Мало кто сочувствовал потерпевшему Бострому: в нем видели разрушителя семьи, семейного очага. И потому никто не удивился, когда удалившиеся на совещание присяжные вскоре вернулись и вынесли графу Толстому оправдательный вердикт. Так закончился самарский суд, наделавший в свое время много шума. И мало кто знал, что больше всех, может быть, радовалась этому оправдательному вердикту одна из виновниц этой разыгравшейся драмы Александра Леонтьевна Толстая.
...После суда промелькнуло несколько лет в заботах о маленьком Алеше, который рос крепким и смышленым.
Подолгу жили безвыездно в Сосновке, в большом доме, где занимали две комнаты, большие, но бедно обставленные. Зимой топили кизяком: дров в степи было трудно достать. Редко кто заглядывал в такую глушь. Но все-таки иной раз бывали гости. Чаше всех приезжала сестра Мария Леонтьевна, самая близкая из всей многочисленной родни.

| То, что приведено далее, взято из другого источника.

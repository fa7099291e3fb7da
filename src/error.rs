//! Error types for conductor operations.
//!
//! This module defines [`ConductorError`], the primary error type used
//! throughout the crate, and a [`Result`] type alias for convenience.
//!
//! # Error Handling Strategy
//!
//! - Use `ConductorError` for failures that need distinct handling
//! - Use `anyhow::Error` (via `ConductorError::Other`) inside task
//!   implementations for unexpected errors
//! - Task outcomes are *not* errors: a failing analysis step reports an
//!   [`ExecutionResult`](crate::tasks::ExecutionResult) value instead

use std::path::PathBuf;
use thiserror::Error;

/// Core error type for conductor operations.
#[derive(Debug, Error)]
pub enum ConductorError {
    /// Pipeline file not found at expected location.
    #[error("Configuration not found: {path}")]
    ConfigNotFound { path: PathBuf },

    /// Failed to parse pipeline file.
    #[error("Failed to parse config at {path}: {message}")]
    ConfigParseError { path: PathBuf, message: String },

    /// Invalid pipeline structure or values.
    #[error("Invalid configuration: {message}")]
    ConfigValidationError { message: String },

    /// Two tasks registered under the same name.
    #[error("Task '{name}' is already registered")]
    DuplicateTask { name: String },

    /// A dependency edge would close a cycle.
    #[error("Circular dependency detected: {from} -> {to}")]
    CircularDependency { from: String, to: String },

    /// A task lists itself as a dependency.
    #[error("Task '{name}' depends on itself")]
    SelfDependency { name: String },

    /// Shell command could not be started.
    #[error("Failed to start '{command}': {source}")]
    CommandSpawn {
        command: String,
        #[source]
        source: std::io::Error,
    },

    /// Every worker hung up while completions were still outstanding.
    #[error("Worker pool disconnected with {outstanding} task(s) in flight")]
    WorkerDisconnected { outstanding: usize },

    /// IO error wrapper.
    #[error("IO error: {0}")]
    Io(#[from] std::io::Error),

    /// Generic wrapped error for anyhow interop.
    #[error(transparent)]
    Other(#[from] anyhow::Error),
}

/// Result type alias for conductor operations.
pub type Result<T> = std::result::Result<T, ConductorError>;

Ей Александра Леонтьевна поверяла свои тайны, свои душевные переживания. Самым тяжким за первые годы после разрыва с мужем была боязнь, переходящая в страх, что граф отнимет у нее его сына Алексея. Во время разговора сестер прибежал Алеша со двора, и Мария Леонтьевна
увидела, как лицо матери осветилось безоглядной любовью.
Он у меня весь день бегает на дворе, весь день на воздухе.
А воздух у вас ни с чем нельзя сравнить, сказала Мария Леонтьевна. Дышишь не надышишься. Точно какая-то живительная струя входит в грудь.
Да, здесь бесконечная степь
По пути мне встретилось только одно огромное село.
Пестравка.
Алеша робко подошел к тете, волоча за собой игрушечную лошадь.